Indian chemical biologist (born 1967)

Rajesh Sudhir Gokhale (born 1967) is a Professor of Biology at Indian Institute of Science Education and Research, Pune on lien. Currently, serving as Secretary for Department of Biotechnology (DBT) Government of India from October 2021 onwards. He joined as a faculty in National Institute of Immunology, India after conducting his postdoctoral training at Stanford University, He was the Director of Institute of Genomics and Integrative Biology from 2009 to 2016. Gokhale is known for his studies on the metabolic diversity of pathogens. He is credited with the discovery of a family of Long-chain Fatty acyl-AMP ligases (FAAL) and his studies assisted in the elucidation of biochemical crosstalk between fatty acid synthases and polyketide synthases in Mycobacterium tuberculosis.

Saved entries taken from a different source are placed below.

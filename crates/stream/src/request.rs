use glam::Vec3;
use orrery_common::RequestId;
use serde::{Deserialize, Serialize};
use std::cmp::Ordering;
use std::collections::BTreeMap;
use std::time::Instant;

/// Dispatch priority. Higher variants are handed to workers first.
#[derive(
    Debug, Clone, Copy, Default, PartialEq, Eq, PartialOrd, Ord, Hash, Serialize, Deserialize,
)]
pub enum TilePriority {
    Low,
    #[default]
    Normal,
    High,
    Critical,
}

/// Opaque generation parameters, forwarded to the generator untouched.
#[derive(Debug, Clone, Default, PartialEq, Serialize, Deserialize)]
pub struct GenerationConfig {
    pub seed: u64,
    #[serde(default)]
    pub params: BTreeMap<String, f64>,
}

impl GenerationConfig {
    pub fn new(seed: u64) -> Self {
        Self {
            seed,
            params: BTreeMap::new(),
        }
    }

    pub fn with_param(mut self, name: impl Into<String>, value: f64) -> Self {
        self.params.insert(name.into(), value);
        self
    }

    pub fn param(&self, name: &str) -> Option<f64> {
        self.params.get(name).copied()
    }
}

/// Everything a generator needs to build one tile.
#[derive(Debug, Clone, PartialEq)]
pub struct TileParams {
    /// Tile origin (minimum corner) in world space.
    pub position: Vec3,
    /// Edge length of the tile in world units.
    pub size: f32,
    pub lod: u32,
    /// Samples per edge.
    pub resolution: u32,
    pub config: GenerationConfig,
}

/// A caller's description of a tile it wants loaded.
#[derive(Debug, Clone, PartialEq)]
pub struct TileRequest {
    pub params: TileParams,
    pub priority: TilePriority,
}

impl TileRequest {
    pub fn new(position: Vec3, size: f32, lod: u32, resolution: u32) -> Self {
        Self {
            params: TileParams {
                position,
                size,
                lod,
                resolution,
                config: GenerationConfig::default(),
            },
            priority: TilePriority::Normal,
        }
    }

    pub fn with_priority(mut self, priority: TilePriority) -> Self {
        self.priority = priority;
        self
    }

    pub fn with_config(mut self, config: GenerationConfig) -> Self {
        self.params.config = config;
        self
    }
}

/// One accepted job sitting in (or taken from) the pending queue.
///
/// Ordering is dispatch order for a max-heap: higher priority first, then the
/// tile closest to the viewer, then the oldest request.
#[derive(Debug, Clone)]
pub struct TileLoadRequest {
    pub id: RequestId,
    pub params: TileParams,
    pub priority: TilePriority,
    pub distance_from_viewer: f32,
    pub submitted_at: Instant,
}

impl Ord for TileLoadRequest {
    fn cmp(&self, other: &Self) -> Ordering {
        self.priority
            .cmp(&other.priority)
            .then_with(|| other.distance_from_viewer.total_cmp(&self.distance_from_viewer))
            .then_with(|| other.id.cmp(&self.id))
    }
}

impl PartialOrd for TileLoadRequest {
    fn partial_cmp(&self, other: &Self) -> Option<Ordering> {
        Some(self.cmp(other))
    }
}

impl PartialEq for TileLoadRequest {
    fn eq(&self, other: &Self) -> bool {
        self.cmp(other) == Ordering::Equal
    }
}

impl Eq for TileLoadRequest {}

/// Where a request is in its lifecycle, as seen from the owning thread.
///
/// `Pending` covers both "queued" and "running on a worker"; the owner only
/// learns a job started when its result arrives.
#[derive(Debug, Clone, Copy, PartialEq, Eq, Hash)]
pub enum RequestState {
    Pending,
    Completed,
    Failed,
    /// Canceled while a worker was already running it; the result will be
    /// dropped when it arrives.
    Canceled,
}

He holds US and Indian patents for his invention of Method to Modulate Pigmentation Process in the Melanocytes of Skin. An alumnus of the Indian Institute of Science, he is an elected fellow of the Indian Academy of Sciences (2007) and the Indian National Science Academy (2014). The Council of Scientific and Industrial Research, the apex agency of the Government of India for scientific research, awarded him the Shanti Swarup Bhatnagar Prize for Science and Technology, one of the highest Indian science awards, in 2006, for his contributions to biological sciences. He received the National Bioscience Award for Career Development of the Department of Biotechnology in 2009.